La sanidad católica y la CCUSA encuentran sólidas posibilidades de asociación
Por: Hna. Donna J. Markham, OP, Ph.D. y Rod Hochman, MD
En nuestro mundo actual, es raro ver un escenario en el que hacer lo mejor para los pobres y vulnerables sea también lo mejor para el balance. La labor transformadora de servir a los más necesitados suele representar un riesgo financiero y una responsabilidad para organizaciones como Catholic Charities, la sanidad católica y los ciudadanos que pagan impuestos. La oportunidad de hacer lo mejor para los más frágiles y, al mismo tiempo, aumentar los resultados y el rendimiento de la inversión para todos es exactamente lo que es posible y lo que está empezando a suceder. Cuando se trata de la colaboración intencionada y agresiva de la sanidad católica y Catholic Charities, es el amor incondicional a todas las personas junto con la lógica innegable de lograr el Triple Objetivo -proporcionar una mejor atención a un menor coste a más personas- lo que está sustentando algunas innovaciones muy importantes.

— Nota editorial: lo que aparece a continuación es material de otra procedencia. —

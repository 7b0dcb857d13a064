use std::collections::BTreeSet;

use chrono::{DateTime, Utc};
use serde::{Deserialize, Serialize};

use crate::models::persona::SeniorityLevel;

/// A scraped job listing. Read-only to the matching core once ingested.
#[derive(Debug, Clone, PartialEq, Serialize, Deserialize)]
pub struct Job {
    /// Stable identifier: the listing's source URL.
    pub id: String,
    pub title: String,
    pub company: String,
    pub description: String,
    #[serde(default)]
    pub location: Option<String>,
    #[serde(default)]
    pub required_seniority: Option<SeniorityLevel>,
    #[serde(default)]
    pub required_skills: BTreeSet<String>,
    #[serde(default)]
    pub required_certifications: BTreeSet<String>,
    #[serde(default)]
    pub min_years_experience: Option<u32>,
    #[serde(default = "Utc::now")]
    pub ingested_at: DateTime<Utc>,
}

impl Job {
    /// Searchable text used by the lexical filters.
    pub fn text(&self) -> String {
        format!("{}\n{}\n{}", self.title, self.company, self.description)
    }

    /// Plain-text summary handed to the external scorer.
    pub fn summary(&self) -> String {
        let mut out = format!("Title: {}\nCompany: {}\n", self.title, self.company);
        if let Some(level) = self.required_seniority {
            out.push_str(&format!("Seniority: {}\n", level.as_str()));
        }
        if !self.required_skills.is_empty() {
            let skills: Vec<&str> = self.required_skills.iter().map(String::as_str).collect();
            out.push_str(&format!("Required skills: {}\n", skills.join(", ")));
        }
        out.push_str(&self.description);
        out
    }
}
use std::collections::{BTreeSet, HashMap};
use std::sync::atomic::{AtomicBool, Ordering};
use std::sync::Mutex;

use async_trait::async_trait;
use uuid::Uuid;

use crate::models::job::Job;
use crate::models::match_record::MatchRecord;
use crate::models::persona::Persona;
use crate::store::{
    ExclusionStore, JobStore, MatchStore, PersonaStore, SignatureStore, StoreError,
};

#[derive(Default)]
struct Inner {
    matches: HashMap<(Uuid, String), MatchRecord>,
    exclusions: HashMap<Uuid, BTreeSet<String>>,
    signatures: HashMap<Uuid, String>,
    jobs: HashMap<(Uuid, String), Job>,
    personas: HashMap<Uuid, Persona>,
}

/// In-process store used by tests. `fail_match_writes` simulates a storage
/// outage on the match table.
#[derive(Default)]
pub struct MemoryStore {
    inner: Mutex<Inner>,
    pub fail_match_writes: AtomicBool,
}

impl MemoryStore {
    fn with<R>(&self, f: impl FnOnce(&mut Inner) -> R) -> R {
        let mut guard = self.inner.lock().unwrap();
        f(&mut guard)
    }

    /// Test helper: places a record without any terminality check.
    pub fn insert_match(&self, record: MatchRecord) {
        self.with(|i| {
            i.matches
                .insert((record.tenant_id, record.job_id.clone()), record)
        });
    }
}

#[async_trait]
impl MatchStore for MemoryStore {
    async fn get_match(
        &self,
        tenant: Uuid,
        job_id: &str,
    ) -> Result<Option<MatchRecord>, StoreError> {
        Ok(self.with(|i| i.matches.get(&(tenant, job_id.to_string())).cloned()))
    }

    async fn save_match(&self, record: &MatchRecord) -> Result<bool, StoreError> {
        if self.fail_match_writes.load(Ordering::SeqCst) {
            return Err(StoreError::Unavailable("match table offline".to_string()));
        }
        Ok(self.with(|i| {
            let key = (record.tenant_id, record.job_id.clone());
            if i.matches.get(&key).is_some_and(MatchRecord::is_excluded) {
                return false;
            }
            i.matches.insert(key, record.clone());
            true
        }))
    }

    async fn list_matches(&self, tenant: Uuid) -> Result<Vec<MatchRecord>, StoreError> {
        Ok(self.with(|i| {
            let mut out: Vec<MatchRecord> = i
                .matches
                .values()
                .filter(|r| r.tenant_id == tenant)
                .cloned()
                .collect();
            out.sort_by(|a, b| b.score.cmp(&a.score).then(b.computed_at.cmp(&a.computed_at)));
            out
        }))
    }

    async fn list_stale_scored(
        &self,
        tenant: Uuid,
        signature: &str,
        limit: usize,
    ) -> Result<Vec<MatchRecord>, StoreError> {
        Ok(self.with(|i| {
            let mut out: Vec<MatchRecord> = i
                .matches
                .values()
                .filter(|r| {
                    r.tenant_id == tenant && !r.is_excluded() && r.persona_signature != signature
                })
                .cloned()
                .collect();
            out.sort_by(|a, b| b.computed_at.cmp(&a.computed_at));
            out.truncate(limit);
            out
        }))
    }
}

#[async_trait]
impl ExclusionStore for MemoryStore {
    async fn is_excluded(&self, tenant: Uuid, job_id: &str) -> Result<bool, StoreError> {
        Ok(self.with(|i| {
            i.exclusions
                .get(&tenant)
                .is_some_and(|set| set.contains(job_id))
        }))
    }

    async fn record_exclusion(&self, tenant: Uuid, job_id: &str) -> Result<(), StoreError> {
        self.with(|i| {
            i.exclusions
                .entry(tenant)
                .or_default()
                .insert(job_id.to_string())
        });
        Ok(())
    }

    async fn list_excluded(&self, tenant: Uuid) -> Result<BTreeSet<String>, StoreError> {
        Ok(self.with(|i| i.exclusions.get(&tenant).cloned().unwrap_or_default()))
    }
}

#[async_trait]
impl SignatureStore for MemoryStore {
    async fn current_signature(&self, tenant: Uuid) -> Result<Option<String>, StoreError> {
        Ok(self.with(|i| i.signatures.get(&tenant).cloned()))
    }

    async fn swap_signature(&self, tenant: Uuid, signature: &str) -> Result<bool, StoreError> {
        Ok(self.with(|i| {
            if i.signatures.get(&tenant).map(String::as_str) == Some(signature) {
                return false;
            }
            i.signatures.insert(tenant, signature.to_string());
            true
        }))
    }
}

#[async_trait]
impl JobStore for MemoryStore {
    async fn get_job(&self, tenant: Uuid, job_id: &str) -> Result<Option<Job>, StoreError> {
        Ok(self.with(|i| i.jobs.get(&(tenant, job_id.to_string())).cloned()))
    }

    async fn put_job(&self, tenant: Uuid, job: &Job) -> Result<(), StoreError> {
        self.with(|i| {
            i.jobs
                .entry((tenant, job.id.clone()))
                .or_insert_with(|| job.clone());
        });
        Ok(())
    }
}

#[async_trait]
impl PersonaStore for MemoryStore {
    async fn get_persona(&self, tenant: Uuid) -> Result<Option<Persona>, StoreError> {
        Ok(self.with(|i| i.personas.get(&tenant).cloned()))
    }

    async fn put_persona(&self, tenant: Uuid, persona: &Persona) -> Result<(), StoreError> {
        self.with(|i| i.personas.insert(tenant, persona.clone()));
        Ok(())
    }
}
//! Score Aggregator — folds filter outcomes, the semantic estimate and the gap
//! analysis into one bounded, explainable `MatchRecord`.

use chrono::{DateTime, Utc};
use uuid::Uuid;

use crate::matching::gap::GapAnalysis;
use crate::models::match_record::{MatchRecord, MatchStatus};
use crate::scorer::SemanticScore;

/// Scores strictly below this are permanently excluded.
pub const HARD_EXCLUSION_THRESHOLD: u8 = 40;

pub const NO_KEYWORD_MATCH_RATIONALE: &str = "no mandatory keyword match";

/// How far a job got through the filters.
#[derive(Debug, Clone, PartialEq)]
pub enum Screening {
    ConstraintFailed(String),
    NoKeywordMatch,
    Assessed(SemanticScore),
}

/// Identity and provenance stamped on every record.
#[derive(Debug, Clone)]
pub struct RecordStamp {
    pub tenant_id: Uuid,
    pub job_id: String,
    pub persona_signature: String,
    pub computed_at: DateTime<Utc>,
}

pub fn aggregate(stamp: RecordStamp, screening: Screening, gap: GapAnalysis) -> MatchRecord {
    let (score, base_score, rationale, status) = match screening {
        Screening::ConstraintFailed(reason) => (0, None, reason, MatchStatus::Excluded),
        Screening::NoKeywordMatch => (
            0,
            None,
            NO_KEYWORD_MATCH_RATIONALE.to_string(),
            MatchStatus::Excluded,
        ),
        Screening::Assessed(semantic) => {
            let base = base_score(semantic.score);
            let score = final_score(base, gap.seniority_penalty);
            let status = if score < HARD_EXCLUSION_THRESHOLD {
                MatchStatus::Excluded
            } else {
                MatchStatus::Scored
            };
            (score, Some(base), semantic.rationale, status)
        }
    };

    MatchRecord {
        tenant_id: stamp.tenant_id,
        job_id: stamp.job_id,
        score,
        base_score,
        missing_skills: gap.missing_skills,
        bonus_skills: gap.bonus_skills,
        seniority_penalty: gap.seniority_penalty,
        seniority_explanation: gap.seniority_explanation,
        rationale,
        persona_signature: stamp.persona_signature,
        computed_at: stamp.computed_at,
        status,
    }
}

/// `round(semantic × 100)`, with the estimate clamped into [0, 1] first.
pub fn base_score(semantic: f64) -> u8 {
    (semantic.clamp(0.0, 1.0) * 100.0).round() as u8
}

/// `clamp(base + penalty, 0, 100)`.
pub fn final_score(base: u8, penalty: i32) -> u8 {
    (i32::from(base) + penalty).clamp(0, 100) as u8
}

Sabemos que los pobres tienden a estar más enfermos y a gastar más dinero en atención sanitaria que las personas que no tienen que luchar contra la pobreza. También sabemos que los determinantes sociales de la salud influyen en la frecuencia y el modo en que las personas enferman y en la cantidad de recursos sanitarios que consumen. Por ejemplo, un niño que vive en un coche y no recibe una nutrición adecuada, no duerme lo suficiente, no se baña con regularidad o no lleva ropa limpia es probable que enferme más a menudo que un niño que crece en un hogar estable con las necesidades básicas cubiertas.
Del mismo modo, un anciano encerrado que vive con 447 dólares al mes de la Seguridad Social y debe decidir entre pagar el alquiler o comprar los medicamentos recetados tiene menos probabilidades de controlar su diabetes o el cuidado de sus heridas o su tensión arterial. Con demasiada frecuencia, el anciano se pone más enfermo y es más probable que necesite cuidados en una cama de una residencia subvencionada.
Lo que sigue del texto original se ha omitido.